Temptation Island: quando la violenza sulle donne è servita, normalizzata e romanzata in prima serata

Temptation Island manda in onda storie di violenza di genere come se niente fosse: quella di Federica e Alfonso è una storia di violenza.

Temptation Island è sempre stato quel che è: una vetrina di relazioni disfunzionali, di uomini abusanti e donne vittime di quella che abbiamo sempre chiamato – con un certo pressappochismo – gelosia. Il più delle volte, si è rivelata essere ben altro, ovvero violenza, ma probabilmente non avevamo gli strumenti per riconoscerla e la consapevolezza di doverla chiamare col suo nome.

Negli ultimi anni, il tema della violenza sulle donne si è infittito di storie drammatiche, di omicidi che abbiamo imparato a definire femminicidi, perché ne abbiamo compreso la matrice, che è culturale, e di episodi che, fino a poco tempo fa, non sembrava potessero e dovessero rientrare nella macro categoria della violenza.

Storie come quella di Giulia Cecchettin o di Giulia Tramontano ci hanno spiegato, ad esempio, come i vari episodi di violenza sulle donne non possano essere considerati fatti isolati, ma vada osservato ciò che c’è alla base: la cultura dello stupro.

Cosa vuol dire cultura dello stupro?

L’espressione “cultura dello stupro” si riferisce a una “cultura” nella quale la violenza di genere è molto diffusa, minimizzata e normalizzata. Ma c’è di più: non solo la violenza in sé, fanno parte di questa cultura anche gli atteggiamenti e le pratiche che la giustificano o la incoraggiano.

Nello specifico, fa riferimento a una serie di comportamenti di cui siamo colpevoli (spesso inconsciamente perché assuefatti da una società maschilista): l’utilizzo di un linguaggio misogino, l’oggettivazione del corpo delle donne, la stigmatizzazione dei comportamenti sessuali delle donne e, soprattutto, la colpevolizzazione della vittima quando subisce un abuso. Questa cultura, insomma, dà alla vittima la responsabilità della violenza che ha subito (di qualsiasi violenza si tratti, sia fisica che psicologica).

Temptation Island sdogana la violenza sulle donne in tv

E veniamo a Temptation Island. Nella prima puntata della nuova stagione, andata in onda ieri sera, abbiamo conosciuto Federica e Alfonso. Lei, vent’anni, è fidanzata con lui da quando ne aveva dodici (da quando, quindi, era una bambina). Lui non le ha mai permesso di fare cose normali come andare a mangiare una pizza con le amiche. Il motivo? La gelosia. Lui non pensa di sbagliare e accetta di partecipare a Temptation Island per capire se possa fidarsi di lei, cioè se può consentire alla sua fidanzata, che è – quindi – una sua proprietà, di fare cose per cui non dovrebbe (ovviamente) nemmeno chiedere il permesso.

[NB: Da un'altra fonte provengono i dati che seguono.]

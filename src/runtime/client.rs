//! Client for the serverless invocation runtime API.
//!
//! # Endpoints
//! - `GET  /2018-06-01/runtime/invocation/next`            long-poll the next event
//! - `POST /2018-06-01/runtime/invocation/{id}/response`   deliver the wire response
//! - `POST /2018-06-01/runtime/invocation/{id}/error`      report a failed invocation

use std::time::{Duration, Instant, SystemTime, UNIX_EPOCH};

use axum::body::Bytes;
use reqwest::header::HeaderMap;
use serde::Serialize;
use thiserror::Error;

use crate::error::AdapterError;

const API_VERSION: &str = "2018-06-01";
pub const REQUEST_ID_HEADER: &str = "Lambda-Runtime-Aws-Request-Id";
pub const DEADLINE_HEADER: &str = "Lambda-Runtime-Deadline-Ms";
const ERROR_TYPE_HEADER: &str = "Lambda-Runtime-Function-Error-Type";

/// Errors talking to the runtime API.
#[derive(Debug, Error)]
pub enum RuntimeError {
    #[error("runtime API request failed: {0}")]
    Http(#[from] reqwest::Error),

    #[error("runtime API response missing header {0}")]
    MissingHeader(&'static str),

    #[error("runtime API returned status {status} for {endpoint}")]
    Status { endpoint: &'static str, status: u16 },
}

/// One event handed out by the runtime.
#[derive(Debug, Clone)]
pub struct Invocation {
    pub request_id: String,
    pub deadline: Option<Instant>,
    pub payload: Bytes,
}

#[derive(Debug, Serialize)]
#[serde(rename_all = "camelCase")]
struct ErrorReport<'a> {
    error_message: String,
    error_type: &'a str,
}

/// HTTP client bound to one runtime API address.
#[derive(Debug, Clone)]
pub struct RuntimeClient {
    client: reqwest::Client,
    base_url: String,
}

impl RuntimeClient {
    /// `api_address` is the bare `host:port` the runtime advertises.
    pub fn new(api_address: &str) -> Self {
        Self {
            client: reqwest::Client::new(),
            base_url: format!("http://{}/{}/runtime", api_address, API_VERSION),
        }
    }

    /// Block until the runtime hands out the next event.
    pub async fn next_invocation(&self) -> Result<Invocation, RuntimeError> {
        let res = self
            .client
            .get(format!("{}/invocation/next", self.base_url))
            .send()
            .await?;

        if !res.status().is_success() {
            return Err(RuntimeError::Status {
                endpoint: "invocation/next",
                status: res.status().as_u16(),
            });
        }

        let request_id = res
            .headers()
            .get(REQUEST_ID_HEADER)
            .and_then(|v| v.to_str().ok())
            .map(str::to_string)
            .ok_or(RuntimeError::MissingHeader(REQUEST_ID_HEADER))?;
        let deadline = parse_deadline(res.headers());
        let payload = res.bytes().await?;

        Ok(Invocation {
            request_id,
            deadline,
            payload,
        })
    }

    /// Deliver a successful wire response.
    pub async fn send_response(&self, request_id: &str, body: Vec<u8>) -> Result<(), RuntimeError> {
        let res = self
            .client
            .post(format!("{}/invocation/{}/response", self.base_url, request_id))
            .body(body)
            .send()
            .await?;
        check_accepted(res.status(), "invocation/response")
    }

    /// Report a failed invocation.
    pub async fn send_error(&self, request_id: &str, error: &AdapterError) -> Result<(), RuntimeError> {
        let report = ErrorReport {
            error_message: error.to_string(),
            error_type: error.error_type(),
        };
        let res = self
            .client
            .post(format!("{}/invocation/{}/error", self.base_url, request_id))
            .header(ERROR_TYPE_HEADER, "Unhandled")
            .json(&report)
            .send()
            .await?;
        check_accepted(res.status(), "invocation/error")
    }
}

fn check_accepted(status: reqwest::StatusCode, endpoint: &'static str) -> Result<(), RuntimeError> {
    if status.is_success() {
        Ok(())
    } else {
        Err(RuntimeError::Status {
            endpoint,
            status: status.as_u16(),
        })
    }
}

/// Convert the epoch-millisecond deadline header into a local `Instant`.
fn parse_deadline(headers: &HeaderMap) -> Option<Instant> {
    let deadline_ms: u64 = headers.get(DEADLINE_HEADER)?.to_str().ok()?.parse().ok()?;
    let now_ms = SystemTime::now()
        .duration_since(UNIX_EPOCH)
        .ok()?
        .as_millis() as u64;
    Some(Instant::now() + Duration::from_millis(deadline_ms.saturating_sub(now_ms)))
}

#[cfg(test)]
mod tests {
    use super::*;
    use reqwest::header::HeaderValue;

    #[test]
    fn deadline_in_future() {
        let now_ms = SystemTime::now().duration_since(UNIX_EPOCH).unwrap().as_millis() as u64;
        let mut headers = HeaderMap::new();
        headers.insert(
            DEADLINE_HEADER,
            HeaderValue::from_str(&(now_ms + 5_000).to_string()).unwrap(),
        );

        let deadline = parse_deadline(&headers).unwrap();
        let remaining = deadline.saturating_duration_since(Instant::now());
        assert!(remaining > Duration::from_secs(3));
        assert!(remaining <= Duration::from_secs(5));
    }

    #[test]
    fn past_deadline_is_now() {
        let mut headers = HeaderMap::new();
        headers.insert(DEADLINE_HEADER, HeaderValue::from_static("1000"));
        let deadline = parse_deadline(&headers).unwrap();
        assert!(deadline <= Instant::now());
    }

    #[test]
    fn garbage_deadline_is_ignored() {
        let mut headers = HeaderMap::new();
        assert!(parse_deadline(&headers).is_none());
        headers.insert(DEADLINE_HEADER, HeaderValue::from_static("soon"));
        assert!(parse_deadline(&headers).is_none());
    }

    #[test]
    fn error_report_shape() {
        let report = ErrorReport {
            error_message: AdapterError::UnsupportedIntegration.to_string(),
            error_type: AdapterError::UnsupportedIntegration.error_type(),
        };
        let json = serde_json::to_value(&report).unwrap();
        assert_eq!(json["errorType"], "UnsupportedIntegration");
        assert!(json["errorMessage"].as_str().unwrap().starts_with("unsupported integration"));
    }
}
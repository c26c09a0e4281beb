//! Configuration schema definitions.
//!
//! This module defines the complete configuration structure for the gateway.
//! All types derive Serde traits for deserialization from config files.

use serde::{Deserialize, Serialize};

/// Root configuration for the gateway.
#[derive(Debug, Clone, Deserialize, Serialize, Default)]
#[serde(default)]
pub struct GatewayConfig {
    /// Listener configuration (socket mode only).
    pub listener: ListenerConfig,

    /// Event translation settings shared by both hosting modes.
    pub adapter: AdapterConfig,

    /// Invocation runtime settings (events mode only).
    pub runtime: RuntimeConfig,

    /// Timeout configuration.
    pub timeouts: TimeoutConfig,

    /// Observability settings.
    pub observability: ObservabilityConfig,
}

/// Listener configuration.
#[derive(Debug, Clone, Deserialize, Serialize)]
#[serde(default)]
pub struct ListenerConfig {
    /// Bind address (e.g., "0.0.0.0:8080").
    pub bind_address: String,

    /// Optional TLS configuration.
    pub tls: Option<TlsConfig>,

    /// Largest request body buffered before the handler runs.
    pub max_body_bytes: usize,
}

impl Default for ListenerConfig {
    fn default() -> Self {
        Self {
            bind_address: "0.0.0.0:8080".to_string(),
            tls: None,
            max_body_bytes: 6 * 1024 * 1024, // matches the synchronous invocation payload cap
        }
    }
}

/// TLS configuration for the listener.
#[derive(Debug, Clone, Deserialize, Serialize)]
pub struct TlsConfig {
    /// Path to certificate file (PEM).
    pub cert_path: String,

    /// Path to private key file (PEM).
    pub key_path: String,
}

/// Event translation settings.
///
/// Built once, normalized by [`AdapterConfig::normalized`] when the adapter is
/// constructed, and never mutated afterwards.
#[derive(Debug, Clone, PartialEq, Eq, Deserialize, Serialize)]
#[serde(default)]
pub struct AdapterConfig {
    /// Path prefix stripped from incoming paths before dispatch.
    pub base_path: String,

    /// Content-type prefixes whose responses are base64 encoded on the wire.
    pub binary_content_types: Vec<String>,

    /// Join multi-value request headers with a comma instead of keeping the values distinct.
    pub join_multi_value_headers: bool,
}

impl Default for AdapterConfig {
    fn default() -> Self {
        Self {
            base_path: String::new(),
            binary_content_types: vec![
                "image/".to_string(),
                "application/pdf".to_string(),
                "application/binary".to_string(),
            ],
            join_multi_value_headers: false,
        }
    }
}

impl AdapterConfig {
    /// Set the base path. `"api"`, `"/api"` and `"/api/"` are equivalent.
    pub fn with_base_path(mut self, base_path: impl Into<String>) -> Self {
        self.base_path = base_path.into();
        self.normalized()
    }

    /// Replace the binary content-type prefix list.
    pub fn with_binary_content_types<I, S>(mut self, prefixes: I) -> Self
    where
        I: IntoIterator<Item = S>,
        S: Into<String>,
    {
        self.binary_content_types = prefixes.into_iter().map(Into::into).collect();
        self
    }

    /// Canonical form: leading slash, no trailing slash, `/` collapses to empty.
    pub fn normalized(mut self) -> Self {
        let trimmed = self.base_path.trim().trim_end_matches('/');
        self.base_path = if trimmed.is_empty() {
            String::new()
        } else if trimmed.starts_with('/') {
            trimmed.to_string()
        } else {
            format!("/{}", trimmed)
        };
        self
    }
}

/// Invocation runtime configuration.
#[derive(Debug, Clone, Deserialize, Serialize, Default)]
#[serde(default)]
pub struct RuntimeConfig {
    /// Runtime API `host:port`. Overrides `AWS_LAMBDA_RUNTIME_API` when set.
    pub api_address: Option<String>,
}

/// Timeout configuration.
#[derive(Debug, Clone, Deserialize, Serialize)]
#[serde(default)]
pub struct TimeoutConfig {
    /// Socket-mode request timeout in seconds.
    pub request_secs: u64,

    /// Time allowed for in-flight requests to drain on shutdown.
    pub shutdown_grace_secs: u64,
}

impl Default for TimeoutConfig {
    fn default() -> Self {
        Self {
            request_secs: 30,
            shutdown_grace_secs: 10,
        }
    }
}

/// Log output format.
#[derive(Debug, Clone, Copy, PartialEq, Eq, Deserialize, Serialize, Default)]
#[serde(rename_all = "lowercase")]
pub enum LogFormat {
    #[default]
    Pretty,
    Json,
}

/// Observability configuration.
#[derive(Debug, Clone, Deserialize, Serialize)]
#[serde(default)]
pub struct ObservabilityConfig {
    /// Log level (trace, debug, info, warn, error).
    pub log_level: String,

    /// Human-readable or JSON log lines.
    pub log_format: LogFormat,

    /// Enable metrics endpoint.
    pub metrics_enabled: bool,

    /// Metrics endpoint bind address.
    pub metrics_address: String,
}

impl Default for ObservabilityConfig {
    fn default() -> Self {
        Self {
            log_level: "info".to_string(),
            log_format: LogFormat::Pretty,
            metrics_enabled: false,
            metrics_address: "0.0.0.0:9090".to_string(),
        }
    }
}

Si parla tanto di violenza sulle donne, si invitano le donne a denunciare, a scappare già di fronte al primo caso di sopraffazione, di prevaricazione, le si invita a fare attenzione alla violenza psicologica, che non è meno grave e pericolosa di quella fisica. E poi? Poi va in onda un programma che romanticizza la violenza, perché di questo si tratta.

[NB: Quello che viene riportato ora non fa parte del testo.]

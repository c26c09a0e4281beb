//! Configuration management subsystem.
//!
//! # Data Flow
//! ```text
//! config file (TOML)
//!     → loader.rs (parse & deserialize)
//!     → validation.rs (semantic checks)
//!     → GatewayConfig (validated, immutable)
//!     → AdapterConfig normalized once, shared via Arc with every invocation
//! ```
//!
//! # Design Decisions
//! - Config is immutable once loaded; there is no hot reload
//! - All fields have defaults to allow minimal configs
//! - Validation separates syntactic (serde) from semantic checks

pub mod loader;
pub mod schema;
pub mod validation;

pub use loader::{load_config, parse_config, ConfigError};
pub use validation::{validate_config, ValidationError};
pub use schema::{
    AdapterConfig, GatewayConfig, ListenerConfig, LogFormat, ObservabilityConfig, RuntimeConfig,
    TimeoutConfig, TlsConfig,
};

Tutto ciò è estremamente pericoloso, perché il pubblico di Temptation è molto giovane e non ha gli strumenti per comprendere che storie come questa non hanno nulla di romantico. C’è un uomo che prevarica, che umilia, che tratta la fidanzata, che ha appena vent’anni ed è una vittima, come fosse un oggetto. Non c’è alcuna coppia, perché non c’è alcun rapporto paritario: c’è, semmai, una violenza, che avviene sotto gli occhi di tutti. E, da ieri sera, sotto gli occhi di milioni di italiani.

Vogliamo girarci ancora dall’altra parte e dire che è violenza solo quando la vittima perde la vita, che la violenza di genere non ha radici ed è un fatto isolato, che la gelosia (e gelosia, in questo caso, non è) è una prova d’amore, che a Temptation Island sono tutti attori (anche se fosse, cosa cambierebbe? Comunque va in scena una storia di violenza), che Temptation Island può essere formativo? In che modo una trasmissione, che manda in onda una storia di violenza come se niente fosse, può formare una massa indistinta di persone (quattro milioni di telespettatori, nello specifico), senza fornire gli strumenti per comprendere che non solo non è normale, ma è persino pericoloso il comportamento dei suoi protagonisti? Ma, soprattutto, la gente ha davvero bisogno di Temptation Island per formarsi sul tema della violenza di genere? Siamo ridotti così male?